_PROBLEM DETAILS_: Only an exact copy of the entries will serve as the answer.
#### EXERCISE DATA
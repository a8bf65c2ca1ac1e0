//! Test fixtures and journal helpers.
//!
//! Provides temporary journals that clean up after themselves and can be
//! closed and reopened in place to exercise recovery.

use raftlog_core::segment::segment_file_name;
use raftlog_core::{BytesMapper, JournalConfig, JournalResult, SegmentedJournal, StorageLevel};
use std::path::{Path, PathBuf};
use tempfile::TempDir;

/// Journal name used by every fixture.
pub const TEST_JOURNAL_NAME: &str = "test";

/// Segment size small enough to force frequent rollover.
pub const SMALL_SEGMENT_SIZE: usize = 256;

/// Entry size limit paired with [`SMALL_SEGMENT_SIZE`].
pub const SMALL_ENTRY_SIZE: usize = 64;

/// A journal in a temporary directory, deleted on drop.
pub struct TestJournal {
    /// The journal instance.
    pub journal: SegmentedJournal,
    config: JournalConfig,
    /// The temporary directory (kept alive to prevent cleanup).
    _temp_dir: TempDir,
}

impl TestJournal {
    /// Creates a journal with default sizes at `level`.
    pub fn new(level: StorageLevel) -> Self {
        Self::with_config(|config| config.storage_level(level))
    }

    /// Creates a journal with 256-byte segments and 64-byte entries, so a
    /// handful of appends spans several segments.
    pub fn small(level: StorageLevel) -> Self {
        Self::with_config(|config| {
            config
                .storage_level(level)
                .max_segment_size(SMALL_SEGMENT_SIZE)
                .max_entry_size(SMALL_ENTRY_SIZE)
                .index_density(0.25)
        })
    }

    /// Creates a journal whose configuration is adjusted by `f`.
    ///
    /// The name and directory are set by the fixture.
    pub fn with_config(f: impl FnOnce(JournalConfig) -> JournalConfig) -> Self {
        let temp_dir = TempDir::new().expect("Failed to create temp directory");
        let config = f(JournalConfig::new())
            .name(TEST_JOURNAL_NAME)
            .directory(temp_dir.path());
        let journal = SegmentedJournal::open(config.clone()).expect("Failed to open journal");
        Self {
            journal,
            config,
            _temp_dir: temp_dir,
        }
    }

    /// Returns the journal directory.
    pub fn path(&self) -> &Path {
        self._temp_dir.path()
    }

    /// Returns the configuration the journal was opened with.
    pub fn config(&self) -> &JournalConfig {
        &self.config
    }

    /// Returns the path of the segment file with `id`.
    pub fn segment_path(&self, id: u64) -> PathBuf {
        self.path().join(segment_file_name(TEST_JOURNAL_NAME, id))
    }

    /// Appends `entries` as raw bytes and returns the index of the last one.
    pub fn append_all<E: AsRef<[u8]>>(&self, entries: &[E]) -> JournalResult<u64> {
        let mut writer = self.journal.writer()?;
        for entry in entries {
            writer.append(&BytesMapper, entry.as_ref())?;
        }
        Ok(writer.next_index() - 1)
    }

    /// Reads every entry from `index` to the end of the journal.
    pub fn read_from(&self, index: u64) -> JournalResult<Vec<(u64, Vec<u8>)>> {
        let mut reader = self.journal.open_reader(index)?;
        let mut entries = Vec::new();
        while let Some(indexed) = reader.next_indexed(&BytesMapper)? {
            entries.push((indexed.index, indexed.entry));
        }
        Ok(entries)
    }

    /// Closes the journal and opens it again from disk.
    pub fn reopen(self) -> JournalResult<Self> {
        let Self {
            journal,
            config,
            _temp_dir,
        } = self;
        journal.close()?;
        Ok(Self {
            journal: SegmentedJournal::open(config.clone())?,
            config,
            _temp_dir,
        })
    }

    /// Closes the journal, runs `f` on the directory while nothing holds
    /// it open, then reopens.
    pub fn reopen_after(self, f: impl FnOnce(&Path)) -> JournalResult<Self> {
        let Self {
            journal,
            config,
            _temp_dir,
        } = self;
        journal.close()?;
        f(_temp_dir.path());
        Ok(Self {
            journal: SegmentedJournal::open(config.clone())?,
            config,
            _temp_dir,
        })
    }
}

impl std::ops::Deref for TestJournal {
    type Target = SegmentedJournal;

    fn deref(&self) -> &Self::Target {
        &self.journal
    }
}

/// Runs a test with a temporary small-segment journal.
///
/// # Example
///
/// ```rust
/// use raftlog_core::StorageLevel;
/// use raftlog_testkit::with_temp_journal;
///
/// with_temp_journal(StorageLevel::Disk, |journal| {
///     assert_eq!(journal.first_index(), 1);
/// });
/// ```
pub fn with_temp_journal<F, R>(level: StorageLevel, f: F) -> R
where
    F: FnOnce(&SegmentedJournal) -> R,
{
    let test_journal = TestJournal::small(level);
    f(&test_journal.journal)
}

/// Returns a payload of `len` bytes derived from `index`.
///
/// Distinct indexes produce distinct payloads, so a misplaced read is
/// caught by comparing bytes.
pub fn payload(index: u64, len: usize) -> Vec<u8> {
    (0..len)
        .map(|i| (index as usize).wrapping_mul(31).wrapping_add(i) as u8)
        .collect()
}

/// Test scenario helpers.
pub mod scenarios {
    use super::*;

    /// Creates a small-segment journal holding `count` entries of `len`
    /// bytes built by [`payload`].
    pub fn populated_journal(level: StorageLevel, count: u64, len: usize) -> TestJournal {
        let test_journal = TestJournal::small(level);
        let entries: Vec<Vec<u8>> = (1..=count).map(|i| payload(i, len)).collect();
        test_journal
            .append_all(&entries)
            .expect("Failed to append entries");
        test_journal
    }
}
########
_SOLUTION_:
repository a8bf65c2ca1ac1e0
//! Test fixtures and journal helpers.
//!
//! Provides temporary journals that clean up after themselves and can be
//! closed and reopened in place to exercise recovery.

use raftlog_core::segment::segment_file_name;
use raftlog_core::{BytesMapper, JournalConfig, JournalResult, SegmentedJournal, StorageLevel};
use std::path::{Path, PathBuf};
use tempfile::TempDir;

/// Journal name used by every fixture.
pub const TEST_JOURNAL_NAME: &str = "test";

/// Segment size small enough to force frequent rollover.
pub const SMALL_SEGMENT_SIZE: usize = 256;

/// Entry size limit paired with [`SMALL_SEGMENT_SIZE`].
pub const SMALL_ENTRY_SIZE: usize = 64;

/// A journal in a temporary directory, deleted on drop.
pub struct TestJournal {
    /// The journal instance.
    pub journal: SegmentedJournal,
    config: JournalConfig,
    /// The temporary directory (kept alive to prevent cleanup).
    _temp_dir: TempDir,
}

impl TestJournal {
    /// Creates a journal with default sizes at `level`.
    pub fn new(level: StorageLevel) -> Self {
        Self::with_config(|config| config.storage_level(level))
    }

    /// Creates a journal with 256-byte segments and 64-byte entries, so a
    /// handful of appends spans several segments.
    pub fn small(level: StorageLevel) -> Self {
        Self::with_config(|config| {
            config
                .storage_level(level)
                .max_segment_size(SMALL_SEGMENT_SIZE)
                .max_entry_size(SMALL_ENTRY_SIZE)
                .index_density(0.25)
        })
    }

    /// Creates a journal whose configuration is adjusted by `f`.
    ///
    /// The name and directory are set by the fixture.
    pub fn with_config(f: impl FnOnce(JournalConfig) -> JournalConfig) -> Self {
        let temp_dir = TempDir::new().expect("Failed to create temp directory");
        let config = f(JournalConfig::new())
            .name(TEST_JOURNAL_NAME)
            .directory(temp_dir.path());
        let journal = SegmentedJournal::open(config.clone()).expect("Failed to open journal");
        Self {
            journal,
            config,
            _temp_dir: temp_dir,
        }
    }

    /// Returns the journal directory.
    pub fn path(&self) -> &Path {
        self._temp_dir.path()
    }

    /// Returns the configuration the journal was opened with.
    pub fn config(&self) -> &JournalConfig {
        &self.config
    }

    /// Returns the path of the segment file with `id`.
    pub fn segment_path(&self, id: u64) -> PathBuf {
        self.path().join(segment_file_name(TEST_JOURNAL_NAME, id))
    }

    /// Appends `entries` as raw bytes and returns the index of the last one.
    pub fn append_all<E: AsRef<[u8]>>(&self, entries: &[E]) -> JournalResult<u64> {
        let mut writer = self.journal.writer()?;
        for entry in entries {
            writer.append(&BytesMapper, entry.as_ref())?;
        }
        Ok(writer.next_index() - 1)
    }

    /// Reads every entry from `index` to the end of the journal.
    pub fn read_from(&self, index: u64) -> JournalResult<Vec<(u64, Vec<u8>)>> {
        let mut reader = self.journal.open_reader(index)?;
        let mut entries = Vec::new();
        while let Some(indexed) = reader.next_indexed(&BytesMapper)? {
            entries.push((indexed.index, indexed.entry));
        }
        Ok(entries)
    }

    /// Closes the journal and opens it again from disk.
    pub fn reopen(self) -> JournalResult<Self> {
        let Self {
            journal,
            config,
            _temp_dir,
        } = self;
        journal.close()?;
        Ok(Self {
            journal: SegmentedJournal::open(config.clone())?,
            config,
            _temp_dir,
        })
    }

    /// Closes the journal, runs `f` on the directory while nothing holds
    /// it open, then reopens.
    pub fn reopen_after(self, f: impl FnOnce(&Path)) -> JournalResult<Self> {
        let Self {
            journal,
            config,
            _temp_dir,
        } = self;
        journal.close()?;
        f(_temp_dir.path());
        Ok(Self {
            journal: SegmentedJournal::open(config.clone())?,
            config,
            _temp_dir,
        })
    }
}

impl std::ops::Deref for TestJournal {
    type Target = SegmentedJournal;

    fn deref(&self) -> &Self::Target {
        &self.journal
    }
}

/// Runs a test with a temporary small-segment journal.
///
/// # Example
///
/// ```rust
/// use raftlog_core::StorageLevel;
/// use raftlog_testkit::with_temp_journal;
///
/// with_temp_journal(StorageLevel::Disk, |journal| {
///     assert_eq!(journal.first_index(), 1);
/// });
/// ```
pub fn with_temp_journal<F, R>(level: StorageLevel, f: F) -> R
where
    F: FnOnce(&SegmentedJournal) -> R,
{
    let test_journal = TestJournal::small(level);
    f(&test_journal.journal)
}

/// Returns a payload of `len` bytes derived from `index`.
///
/// Distinct indexes produce distinct payloads, so a misplaced read is
/// caught by comparing bytes.
pub fn payload(index: u64, len: usize) -> Vec<u8> {
    (0..len)
        .map(|i| (index as usize).wrapping_mul(31).wrapping_add(i) as u8)
        .collect()
}

/// Test scenario helpers.
pub mod scenarios {
    use super::*;

    /// Creates a small-segment journal holding `count` entries of `len`
    /// bytes built by [`payload`].
    pub fn populated_journal(level: StorageLevel, count: u64, len: usize) -> TestJournal {
        let test_journal = TestJournal::small(level);
        let entries: Vec<Vec<u8>> = (1..=count).map(|i| payload(i, len)).collect();
        test_journal
            .append_all(&entries)
            .expect("Failed to append entries");
        test_journal
    }
}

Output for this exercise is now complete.